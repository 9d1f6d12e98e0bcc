//! Two-state line abstractions.
//!
//! Driving real pins is a board concern. The core only needs to set a level,
//! read it back, and classify successive input levels as edges.

/// One two-state output line.
pub trait DigitalOutput {
    fn set_high(&mut self);
    fn set_low(&mut self);
    fn is_high(&self) -> bool;

    fn set(&mut self, high: bool) {
        if high {
            self.set_high();
        } else {
            self.set_low();
        }
    }

    fn toggle(&mut self) {
        let high = self.is_high();
        self.set(!high);
    }
}

/// An output that only remembers its level. Used by hosts without hardware
/// and by tests.
#[derive(Debug, Clone, Copy, Default, PartialEq, Eq)]
pub struct LatchedOutput {
    high: bool,
}

impl LatchedOutput {
    pub fn new() -> Self {
        Self::default()
    }
}

impl DigitalOutput for LatchedOutput {
    fn set_high(&mut self) {
        self.high = true;
    }

    fn set_low(&mut self) {
        self.high = false;
    }

    fn is_high(&self) -> bool {
        self.high
    }
}

/// A jack line with an indicator mirroring it.
///
/// The level reads back from the jack.
#[derive(Debug, Clone, Default)]
pub struct PairedOutput<J, L> {
    pub jack: J,
    pub led: L,
}

impl<J: DigitalOutput, L: DigitalOutput> PairedOutput<J, L> {
    pub fn new(jack: J, led: L) -> Self {
        Self { jack, led }
    }
}

impl<J: DigitalOutput, L: DigitalOutput> DigitalOutput for PairedOutput<J, L> {
    fn set_high(&mut self) {
        self.jack.set_high();
        self.led.set_high();
    }

    fn set_low(&mut self) {
        self.jack.set_low();
        self.led.set_low();
    }

    fn is_high(&self) -> bool {
        self.jack.is_high()
    }
}

/// Transition observed between two samples of an input line.
#[derive(Debug, Clone, Copy, PartialEq, Eq)]
pub enum InputEdge {
    Rising,
    Falling,
    Unchanged,
}

/// Classifies successive (already debounced) levels of one input line.
#[derive(Debug, Clone, Copy, Default)]
pub struct EdgeDetector {
    last: bool,
}

impl EdgeDetector {
    pub fn new() -> Self {
        Self::default()
    }

    pub fn process(&mut self, level: bool) -> InputEdge {
        let edge = match (self.last, level) {
            (false, true) => InputEdge::Rising,
            (true, false) => InputEdge::Falling,
            _ => InputEdge::Unchanged,
        };
        self.last = level;
        edge
    }

    pub fn level(&self) -> bool {
        self.last
    }
}

#[cfg(test)]
mod tests {
    use super::*;

    #[test]
    fn edges_from_levels() {
        let mut det = EdgeDetector::new();
        let levels = [false, true, true, false, false, true];
        let edges: Vec<_> = levels.iter().map(|&l| det.process(l)).collect();
        assert_eq!(
            edges,
            vec![
                InputEdge::Unchanged,
                InputEdge::Rising,
                InputEdge::Unchanged,
                InputEdge::Falling,
                InputEdge::Unchanged,
                InputEdge::Rising,
            ]
        );
        assert!(det.level());
    }

    #[test]
    fn paired_output_mirrors_led() {
        let mut out = PairedOutput::new(LatchedOutput::new(), LatchedOutput::new());
        out.set_high();
        assert!(out.jack.is_high() && out.led.is_high());
        out.toggle();
        assert!(!out.is_high());
        assert!(!out.led.is_high());
    }
}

TASK DESCRIPTION:
The expected result is every record above, duplicated exactly.

SOLUTION TO THIS PROBLEM:
repository 9d1f6d12e98e0bcc
//! Two-state line abstractions.
//!
//! Driving real pins is a board concern. The core only needs to set a level,
//! read it back, and classify successive input levels as edges.

/// One two-state output line.
pub trait DigitalOutput {
    fn set_high(&mut self);
    fn set_low(&mut self);
    fn is_high(&self) -> bool;

    fn set(&mut self, high: bool) {
        if high {
            self.set_high();
        } else {
            self.set_low();
        }
    }

    fn toggle(&mut self) {
        let high = self.is_high();
        self.set(!high);
    }
}

/// An output that only remembers its level. Used by hosts without hardware
/// and by tests.
#[derive(Debug, Clone, Copy, Default, PartialEq, Eq)]
pub struct LatchedOutput {
    high: bool,
}

impl LatchedOutput {
    pub fn new() -> Self {
        Self::default()
    }
}

impl DigitalOutput for LatchedOutput {
    fn set_high(&mut self) {
        self.high = true;
    }

    fn set_low(&mut self) {
        self.high = false;
    }

    fn is_high(&self) -> bool {
        self.high
    }
}

/// A jack line with an indicator mirroring it.
///
/// The level reads back from the jack.
#[derive(Debug, Clone, Default)]
pub struct PairedOutput<J, L> {
    pub jack: J,
    pub led: L,
}

impl<J: DigitalOutput, L: DigitalOutput> PairedOutput<J, L> {
    pub fn new(jack: J, led: L) -> Self {
        Self { jack, led }
    }
}

impl<J: DigitalOutput, L: DigitalOutput> DigitalOutput for PairedOutput<J, L> {
    fn set_high(&mut self) {
        self.jack.set_high();
        self.led.set_high();
    }

    fn set_low(&mut self) {
        self.jack.set_low();
        self.led.set_low();
    }

    fn is_high(&self) -> bool {
        self.jack.is_high()
    }
}

/// Transition observed between two samples of an input line.
#[derive(Debug, Clone, Copy, PartialEq, Eq)]
pub enum InputEdge {
    Rising,
    Falling,
    Unchanged,
}

/// Classifies successive (already debounced) levels of one input line.
#[derive(Debug, Clone, Copy, Default)]
pub struct EdgeDetector {
    last: bool,
}

impl EdgeDetector {
    pub fn new() -> Self {
        Self::default()
    }

    pub fn process(&mut self, level: bool) -> InputEdge {
        let edge = match (self.last, level) {
            (false, true) => InputEdge::Rising,
            (true, false) => InputEdge::Falling,
            _ => InputEdge::Unchanged,
        };
        self.last = level;
        edge
    }

    pub fn level(&self) -> bool {
        self.last
    }
}

#[cfg(test)]
mod tests {
    use super::*;

    #[test]
    fn edges_from_levels() {
        let mut det = EdgeDetector::new();
        let levels = [false, true, true, false, false, true];
        let edges: Vec<_> = levels.iter().map(|&l| det.process(l)).collect();
        assert_eq!(
            edges,
            vec![
                InputEdge::Unchanged,
                InputEdge::Rising,
                InputEdge::Unchanged,
                InputEdge::Falling,
                InputEdge::Unchanged,
                InputEdge::Rising,
            ]
        );
        assert!(det.level());
    }

    #[test]
    fn paired_output_mirrors_led() {
        let mut out = PairedOutput::new(LatchedOutput::new(), LatchedOutput::new());
        out.set_high();
        assert!(out.jack.is_high() && out.led.is_high());
        out.toggle();
        assert!(!out.is_high());
        assert!(!out.led.is_high());
    }
}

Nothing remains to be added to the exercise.